市販の点鼻薬を使ってもいい?
Q:市販の点鼻薬を使ってもいい?
A:くしゃみ・鼻水・鼻づまり、鼻炎の症状は辛いものです。
だからといって、
「市販の点鼻薬を使って簡単にスッキリできるなら」・・・と安直に利用するのはちょっと待ってください。
まず、
その鼻炎症状は本当に花粉症なのでしょうか?
慢性鼻炎やちくのう症であれば、
全く対処が違ってきますから、まず確認して下さい。
では、花粉症とハッキリ判別している場合について話を進めます。
市販の点鼻薬には、血管収縮剤というものが入っていることが多いです。
血管収縮剤を含む点鼻薬は間違えた使い方により、
副作用が出ることがあります。
内服する血管収縮薬は、主に鼻のひどい症状に用います。
状態が悪く、点鼻薬が鼻の奥まで届かないような場合には、
事前に血管収縮剤を使うと鼻の通りが劇的によくなります。
しかし、
管収縮薬には即効性がありますが、効果が持続しないという欠点血があります。
すると、
劇的な効果を求めて手軽な点鼻薬を繰り返し使うことによって、血管の反応が鈍くなりかえって鼻づまりが慢性化することもあります。

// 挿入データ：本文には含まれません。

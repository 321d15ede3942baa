use std::fmt;
use std::sync::Arc;

use async_trait::async_trait;

use storage::{
    DocumentRepository, FlashcardRepository, NewDocument, QuizRepository, StorageError,
};
use study_core::model::{Document, Flashcard, Quiz, QuizId, UserId};

use super::client::ApiClient;

/// Repository backed by the study API, authenticated as one user.
#[derive(Clone)]
pub struct RemoteRepository {
    client: Arc<ApiClient>,
    token: String,
}

impl RemoteRepository {
    #[must_use]
    pub fn new(client: Arc<ApiClient>, token: impl Into<String>) -> Self {
        Self {
            client,
            token: token.into(),
        }
    }
}

impl fmt::Debug for RemoteRepository {
    fn fmt(&self, f: &mut fmt::Formatter<'_>) -> fmt::Result {
        f.debug_struct("RemoteRepository")
            .field("base_url", &self.client.config().base_url().as_str())
            .field("token", &"<redacted>")
            .finish()
    }
}

#[async_trait]
impl QuizRepository for RemoteRepository {
    async fn list_quizzes(&self) -> Result<Vec<Quiz>, StorageError> {
        Ok(self.client.quizzes(&self.token).await?)
    }

    async fn get_quiz(&self, id: QuizId) -> Result<Quiz, StorageError> {
        Ok(self.client.quiz(&self.token, id).await?)
    }
}

#[async_trait]
impl FlashcardRepository for RemoteRepository {
    async fn list_flashcards(&self) -> Result<Vec<Flashcard>, StorageError> {
        Ok(self.client.flashcards(&self.token).await?)
    }
}

#[async_trait]
impl DocumentRepository for RemoteRepository {
    async fn list_documents(&self, user_id: UserId) -> Result<Vec<Document>, StorageError> {
        Ok(self.client.documents(&self.token, user_id).await?)
    }

    async fn upload_document(
        &self,
        user_id: UserId,
        document: NewDocument,
    ) -> Result<(), StorageError> {
        Ok(self
            .client
            .upload_document(&self.token, user_id, document)
            .await?)
    }
}
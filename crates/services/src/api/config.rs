use std::env;
use std::time::Duration;

use url::Url;

use crate::error::ApiError;

pub const DEFAULT_BASE_URL: &str = "http://localhost:8000";
pub const DEFAULT_TIMEOUT_SECS: u64 = 10;

/// Where the study API lives and how long to wait for it.
#[derive(Clone, Debug, PartialEq, Eq)]
pub struct ApiConfig {
    base_url: Url,
    timeout: Duration,
}

impl ApiConfig {
    /// # Errors
    ///
    /// Returns `ApiError::InvalidBaseUrl` if `base_url` does not parse or cannot
    /// carry path segments.
    pub fn new(base_url: &str, timeout: Duration) -> Result<Self, ApiError> {
        let base_url =
            Url::parse(base_url.trim()).map_err(|err| ApiError::InvalidBaseUrl(err.to_string()))?;
        if base_url.cannot_be_a_base() {
            return Err(ApiError::InvalidBaseUrl(base_url.to_string()));
        }
        Ok(Self { base_url, timeout })
    }

    /// Reads `STUDY_API_BASE_URL` and `STUDY_API_TIMEOUT_SECS`, falling back to
    /// the local development server.
    ///
    /// # Errors
    ///
    /// Returns `ApiError` if either variable is set to something unusable.
    pub fn from_env() -> Result<Self, ApiError> {
        let base_url =
            env::var("STUDY_API_BASE_URL").unwrap_or_else(|_| DEFAULT_BASE_URL.into());
        let timeout = match env::var("STUDY_API_TIMEOUT_SECS") {
            Ok(raw) => parse_timeout(&raw)?,
            Err(_) => Duration::from_secs(DEFAULT_TIMEOUT_SECS),
        };
        Self::new(&base_url, timeout)
    }

    #[must_use]
    pub fn base_url(&self) -> &Url {
        &self.base_url
    }

    #[must_use]
    pub fn timeout(&self) -> Duration {
        self.timeout
    }

    /// Appends `segments` to the base path, percent-encoding each one.
    #[must_use]
    pub fn endpoint(&self, segments: &[&str]) -> Url {
        let mut url = self.base_url.clone();
        if let Ok(mut path) = url.path_segments_mut() {
            path.pop_if_empty().extend(segments);
        }
        url
    }
}

fn parse_timeout(raw: &str) -> Result<Duration, ApiError> {
    match raw.trim().parse::<u64>() {
        Ok(secs) if secs > 0 => Ok(Duration::from_secs(secs)),
        _ => Err(ApiError::InvalidTimeout(raw.to_string())),
    }
}
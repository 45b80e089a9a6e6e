//! Relic catalog.

use rustc_hash::FxHashMap;

use crate::cards::CardType;
use crate::core::CatalogError;
use crate::effects::{StatusKind, Target};

use super::condition::RelicCondition;
use super::relic::{Relic, RelicEffectKind, RelicId, RelicPool, RelicRarity, TriggerTiming};

/// Registry of relic templates, in registration order.
#[derive(Clone, Debug, Default)]
pub struct RelicCatalog {
    relics: Vec<Relic>,
    index: FxHashMap<RelicId, usize>,
}

impl RelicCatalog {
    #[must_use]
    pub fn new() -> Self {
        Self::default()
    }

    /// Load templates from a JSON array of relics.
    pub fn from_json(json: &str) -> Result<Self, CatalogError> {
        let relics: Vec<Relic> = serde_json::from_str(json)?;
        let mut catalog = Self::new();
        for relic in relics {
            catalog.register(relic)?;
        }
        Ok(catalog)
    }

    pub fn register(&mut self, relic: Relic) -> Result<(), CatalogError> {
        if self.index.contains_key(&relic.id) {
            return Err(CatalogError::DuplicateId(relic.id.0));
        }
        self.index.insert(relic.id.clone(), self.relics.len());
        self.relics.push(relic);
        Ok(())
    }

    #[must_use]
    pub fn get(&self, id: &RelicId) -> Option<&Relic> {
        self.index.get(id).map(|&i| &self.relics[i])
    }

    #[must_use]
    pub fn len(&self) -> usize {
        self.relics.len()
    }

    #[must_use]
    pub fn is_empty(&self) -> bool {
        self.relics.is_empty()
    }

    pub fn iter(&self) -> impl Iterator<Item = &Relic> {
        self.relics.iter()
    }

    /// The built-in relic set.
    #[must_use]
    pub fn standard() -> Self {
        use RelicEffectKind as K;
        use TriggerTiming::{CardPlay, CombatStart, EnemyDeath, TurnEnd, TurnStart};

        let relics = [
            Relic::new("burning_blood", "Burning Blood", EnemyDeath, K::Heal { value: 6 }),
            Relic::new("meat_on_the_bone", "Meat on the Bone", TurnEnd, K::Heal { value: 2 })
                .with_rarity(RelicRarity::Uncommon)
                .with_pool(RelicPool::Defense),
            Relic::new("anchor", "Anchor", TurnStart, K::Armor { value: 10 })
                .with_condition(RelicCondition::FirstTurn)
                .with_pool(RelicPool::Defense),
            Relic::new("orichalcum", "Orichalcum", TurnEnd, K::Armor { value: 3 })
                .with_rarity(RelicRarity::Uncommon)
                .with_pool(RelicPool::Defense),
            Relic::new("lantern", "Lantern", TurnStart, K::Energy { value: 1 })
                .with_condition(RelicCondition::FirstTurn)
                .with_pool(RelicPool::Skill),
            Relic::new("happy_flower", "Happy Flower", TurnStart, K::Energy { value: 1 })
                .with_condition(RelicCondition::Turns(vec![3, 6, 9, 12, 15, 18, 21, 24, 27, 30]))
                .with_pool(RelicPool::Skill),
            Relic::new("cursed_key", "Cursed Key", CombatStart, K::MaxEnergy { value: 1 })
                .with_rarity(RelicRarity::Rare),
            Relic::new("bag_of_preparation", "Bag of Preparation", TurnStart, K::Draw { count: 2 })
                .with_condition(RelicCondition::FirstTurn)
                .with_pool(RelicPool::Skill),
            Relic::new("bag_of_marbles", "Bag of Marbles", CombatStart, K::ApplyStatus {
                status: StatusKind::Vulnerable,
                duration: 1,
                value: 1,
            })
            .with_pool(RelicPool::Attack),
            Relic::new("vajra", "Vajra", CombatStart, K::ApplyStatus {
                status: StatusKind::Strength,
                duration: u32::MAX,
                value: 1,
            })
            .with_target(Target::Player)
            .with_pool(RelicPool::Attack),
            Relic::new("mercury_hourglass", "Mercury Hourglass", TurnStart, K::Damage { value: 3 })
                .with_rarity(RelicRarity::Uncommon)
                .with_pool(RelicPool::Attack),
            Relic::new("kunai", "Kunai", CardPlay, K::EnergyOnAttack { value: 1 })
                .with_uses_per_combat(1)
                .with_rarity(RelicRarity::Rare)
                .with_pool(RelicPool::Attack),
            Relic::new("letter_opener", "Letter Opener", CardPlay, K::Damage { value: 5 })
                .with_condition(RelicCondition::CardType(CardType::Skill))
                .with_rarity(RelicRarity::Uncommon)
                .with_pool(RelicPool::Skill),
            Relic::new("slippers", "Slippers", CombatStart, K::NextCardFree)
                .with_pool(RelicPool::Skill),
            Relic::new("golden_idol", "Golden Idol", EnemyDeath, K::Gold { value: 25 })
                .with_rarity(RelicRarity::Uncommon),
            Relic::new("snecko_skull", "Snecko Skull", EnemyDeath, K::Energy { value: 1 })
                .with_rarity(RelicRarity::Rare)
                .stackable(),
        ];

        let mut catalog = Self::new();
        for relic in relics {
            // Built-in ids are unique.
            let _ = catalog.register(relic);
        }
        catalog
    }
}
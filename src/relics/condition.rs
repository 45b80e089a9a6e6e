//! Relic conditions.
//!
//! A condition gates whether a relic's effect fires. An unmet condition
//! is a silent no-op.

use serde::{Deserialize, Serialize};

use crate::cards::CardType;

/// A condition checked against the firing context.
#[derive(Clone, Debug, Default, PartialEq, Eq, Serialize, Deserialize)]
#[serde(rename_all = "snake_case")]
pub enum RelicCondition {
    /// No filter.
    #[default]
    Always,

    /// The card just played has this type.
    CardType(CardType),

    /// Only on turn 1.
    FirstTurn,

    /// Only on the listed turns.
    Turns(Vec<u32>),

    /// The damage carried by the event is at least this much.
    DamageAtLeast(i32),

    /// All conditions must hold.
    All(Vec<RelicCondition>),
}

/// Event data a relic sees besides the combatants.
#[derive(Clone, Copy, Debug, Default, PartialEq, Eq)]
pub struct TriggerExtra {
    /// Type of the card being played, for `CardPlay`.
    pub card_type: Option<CardType>,
    /// Damage dealt by the triggering action.
    pub damage: i32,
}

impl TriggerExtra {
    #[must_use]
    pub fn card_play(card_type: CardType, damage: i32) -> Self {
        Self {
            card_type: Some(card_type),
            damage,
        }
    }
}

/// Evaluates conditions.
pub struct ConditionEvaluator;

impl ConditionEvaluator {
    #[must_use]
    pub fn evaluate(condition: &RelicCondition, turn: u32, extra: &TriggerExtra) -> bool {
        match condition {
            RelicCondition::Always => true,
            RelicCondition::CardType(card_type) => extra.card_type == Some(*card_type),
            RelicCondition::FirstTurn => turn == 1,
            RelicCondition::Turns(turns) => turns.contains(&turn),
            RelicCondition::DamageAtLeast(min) => extra.damage >= *min,
            RelicCondition::All(conditions) => {
                conditions.iter().all(|c| Self::evaluate(c, turn, extra))
            }
        }
    }
}
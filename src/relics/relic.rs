//! Relic templates.
//!
//! A relic is inert data: an id, a name, and one effect descriptor saying
//! when it fires, what it does, and under which condition. Behavior lives
//! in the interpreter.

use serde::{Deserialize, Serialize};

use crate::effects::{StatusKind, Target};

use super::condition::RelicCondition;

/// Unique identifier for a relic template.
#[derive(Clone, Debug, PartialEq, Eq, Hash, PartialOrd, Ord, Serialize, Deserialize)]
#[serde(transparent)]
pub struct RelicId(pub String);

impl RelicId {
    #[must_use]
    pub fn new(id: impl Into<String>) -> Self {
        Self(id.into())
    }

    #[must_use]
    pub fn as_str(&self) -> &str {
        &self.0
    }
}

impl From<&str> for RelicId {
    fn from(id: &str) -> Self {
        Self(id.to_string())
    }
}

impl std::fmt::Display for RelicId {
    fn fmt(&self, f: &mut std::fmt::Formatter<'_>) -> std::fmt::Result {
        f.write_str(&self.0)
    }
}

/// Point in the combat flow at which a relic is evaluated.
#[derive(Clone, Copy, Debug, PartialEq, Eq, Hash, Serialize, Deserialize)]
#[serde(rename_all = "snake_case")]
pub enum TriggerTiming {
    CombatStart,
    TurnStart,
    TurnEnd,
    CardPlay,
    EnemyDeath,
}

impl TriggerTiming {
    pub const ALL: [TriggerTiming; 5] = [
        TriggerTiming::CombatStart,
        TriggerTiming::TurnStart,
        TriggerTiming::TurnEnd,
        TriggerTiming::CardPlay,
        TriggerTiming::EnemyDeath,
    ];
}

impl std::fmt::Display for TriggerTiming {
    fn fmt(&self, f: &mut std::fmt::Formatter<'_>) -> std::fmt::Result {
        let name = match self {
            TriggerTiming::CombatStart => "on_combat_start",
            TriggerTiming::TurnStart => "on_turn_start",
            TriggerTiming::TurnEnd => "on_turn_end",
            TriggerTiming::CardPlay => "on_card_play",
            TriggerTiming::EnemyDeath => "on_enemy_death",
        };
        f.write_str(name)
    }
}

/// What a relic does when it fires.
#[derive(Clone, Debug, PartialEq, Eq, Serialize, Deserialize)]
#[serde(tag = "type", rename_all = "snake_case")]
pub enum RelicEffectKind {
    Heal { value: i32 },
    Armor { value: i32 },
    Energy { value: i32 },
    /// Raises max energy and current energy together.
    MaxEnergy { value: i32 },
    Draw { count: usize },
    /// Flat damage, absorbed by block and armor but unmodified by statuses.
    Damage { value: i32 },
    /// Energy refund whenever an attack card is played.
    EnergyOnAttack { value: i32 },
    /// The next card played this combat costs 0.
    NextCardFree,
    Gold { value: i32 },
    ApplyStatus { status: StatusKind, duration: u32, value: i32 },
}

impl RelicEffectKind {
    /// Side the effect lands on when the descriptor names none.
    #[must_use]
    pub fn default_target(&self) -> Target {
        match self {
            RelicEffectKind::Damage { .. } | RelicEffectKind::ApplyStatus { .. } => Target::Enemy,
            _ => Target::Player,
        }
    }
}

/// Effect descriptor carried by a relic.
#[derive(Clone, Debug, PartialEq, Eq, Serialize, Deserialize)]
pub struct RelicEffect {
    pub timing: TriggerTiming,
    #[serde(flatten)]
    pub kind: RelicEffectKind,
    #[serde(default)]
    pub condition: RelicCondition,
    #[serde(default, skip_serializing_if = "Option::is_none")]
    pub target: Option<Target>,
    /// Activations allowed per combat. `None` = unlimited.
    #[serde(default, skip_serializing_if = "Option::is_none")]
    pub uses_per_combat: Option<u32>,
}

impl RelicEffect {
    #[must_use]
    pub fn new(timing: TriggerTiming, kind: RelicEffectKind) -> Self {
        Self {
            timing,
            kind,
            condition: RelicCondition::Always,
            target: None,
            uses_per_combat: None,
        }
    }

    #[must_use]
    pub fn resolved_target(&self) -> Target {
        self.target.unwrap_or_else(|| self.kind.default_target())
    }
}

#[derive(Clone, Copy, Debug, Default, PartialEq, Eq, Hash, Serialize, Deserialize)]
#[serde(rename_all = "snake_case")]
pub enum RelicRarity {
    #[default]
    Common,
    Uncommon,
    Rare,
}

impl RelicRarity {
    /// Base reward weight before archetype bias.
    #[must_use]
    pub fn base_weight(self) -> f32 {
        match self {
            RelicRarity::Common => 60.0,
            RelicRarity::Uncommon => 30.0,
            RelicRarity::Rare => 10.0,
        }
    }
}

/// Deck archetype a relic is tuned for.
#[derive(Clone, Copy, Debug, Default, PartialEq, Eq, Hash, Serialize, Deserialize)]
#[serde(rename_all = "snake_case")]
pub enum RelicPool {
    #[default]
    Neutral,
    Attack,
    Defense,
    Skill,
}

/// A relic template.
#[derive(Clone, Debug, PartialEq, Eq, Serialize, Deserialize)]
pub struct Relic {
    pub id: RelicId,
    pub name: String,
    pub effect: RelicEffect,
    #[serde(default)]
    pub rarity: RelicRarity,
    #[serde(default)]
    pub pool: RelicPool,
    /// May be owned more than once.
    #[serde(default)]
    pub stackable: bool,
}

impl Relic {
    pub fn new(id: impl Into<String>, name: impl Into<String>, timing: TriggerTiming, kind: RelicEffectKind) -> Self {
        Self {
            id: RelicId::new(id),
            name: name.into(),
            effect: RelicEffect::new(timing, kind),
            rarity: RelicRarity::default(),
            pool: RelicPool::default(),
            stackable: false,
        }
    }

    #[must_use]
    pub fn with_condition(mut self, condition: RelicCondition) -> Self {
        self.effect.condition = condition;
        self
    }

    #[must_use]
    pub fn with_target(mut self, target: Target) -> Self {
        self.effect.target = Some(target);
        self
    }

    #[must_use]
    pub fn with_uses_per_combat(mut self, uses: u32) -> Self {
        self.effect.uses_per_combat = Some(uses);
        self
    }

    #[must_use]
    pub fn with_rarity(mut self, rarity: RelicRarity) -> Self {
        self.rarity = rarity;
        self
    }

    #[must_use]
    pub fn with_pool(mut self, pool: RelicPool) -> Self {
        self.pool = pool;
        self
    }

    #[must_use]
    pub fn stackable(mut self) -> Self {
        self.stackable = true;
        self
    }

    #[must_use]
    pub fn timing(&self) -> TriggerTiming {
        self.effect.timing
    }
}

#[cfg(test)]
mod tests {
    use super::*;
    use crate::cards::CardType;

    #[test]
    fn test_default_targets() {
        assert_eq!(RelicEffectKind::Damage { value: 3 }.default_target(), Target::Enemy);
        assert_eq!(RelicEffectKind::Heal { value: 3 }.default_target(), Target::Player);
    }

    #[test]
    fn test_builder() {
        let relic = Relic::new("r", "R", TriggerTiming::CardPlay, RelicEffectKind::Energy { value: 1 })
            .with_condition(RelicCondition::CardType(CardType::Skill))
            .with_pool(RelicPool::Skill)
            .with_rarity(RelicRarity::Rare)
            .with_uses_per_combat(2);

        assert_eq!(relic.timing(), TriggerTiming::CardPlay);
        assert_eq!(relic.effect.uses_per_combat, Some(2));
        assert_eq!(relic.rarity.base_weight(), 10.0);
        assert!(!relic.stackable);
    }

    #[test]
    fn test_json_shape() {
        let json = r#"{
            "id": "vajra",
            "name": "Vajra",
            "effect": { "timing": "combat_start", "type": "apply_status",
                        "status": "strength", "duration": 99, "value": 1, "target": "player" },
            "rarity": "common",
            "pool": "attack"
        }"#;
        let relic: Relic = serde_json::from_str(json).unwrap();

        assert_eq!(relic.id, RelicId::new("vajra"));
        assert_eq!(relic.effect.resolved_target(), Target::Player);
        assert_eq!(relic.effect.condition, RelicCondition::Always);
        assert_eq!(
            relic.effect.kind,
            RelicEffectKind::ApplyStatus { status: StatusKind::Strength, duration: 99, value: 1 }
        );
    }
}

また、繰り返して使いすぎると薬が作用する時間が短くなり、さらに頻繁に繰り返し使わなければならなくなることも起こります。
このような症状を
「点鼻薬性鼻炎」といって、粘膜に異常変化をもたらし、
状態が悪い場合には手術しなければ治らないこともあるのです。
また、絶対に注意しなければいけない点があります。
それは、
血管収縮薬は子供に使っていけないということです。
鼻の血管を収縮させる作用が、発達の未熟な乳幼児では、
頭の血管まで収縮させて、気を失うことさえあるからです。
薬の性質を知らずに、むやみ使用するのはやめましょう。
市販の点鼻薬には用法・用量というものが当然明記されていると思います。
当たり前のことですが、
「よく読んで、正しく守って」ください。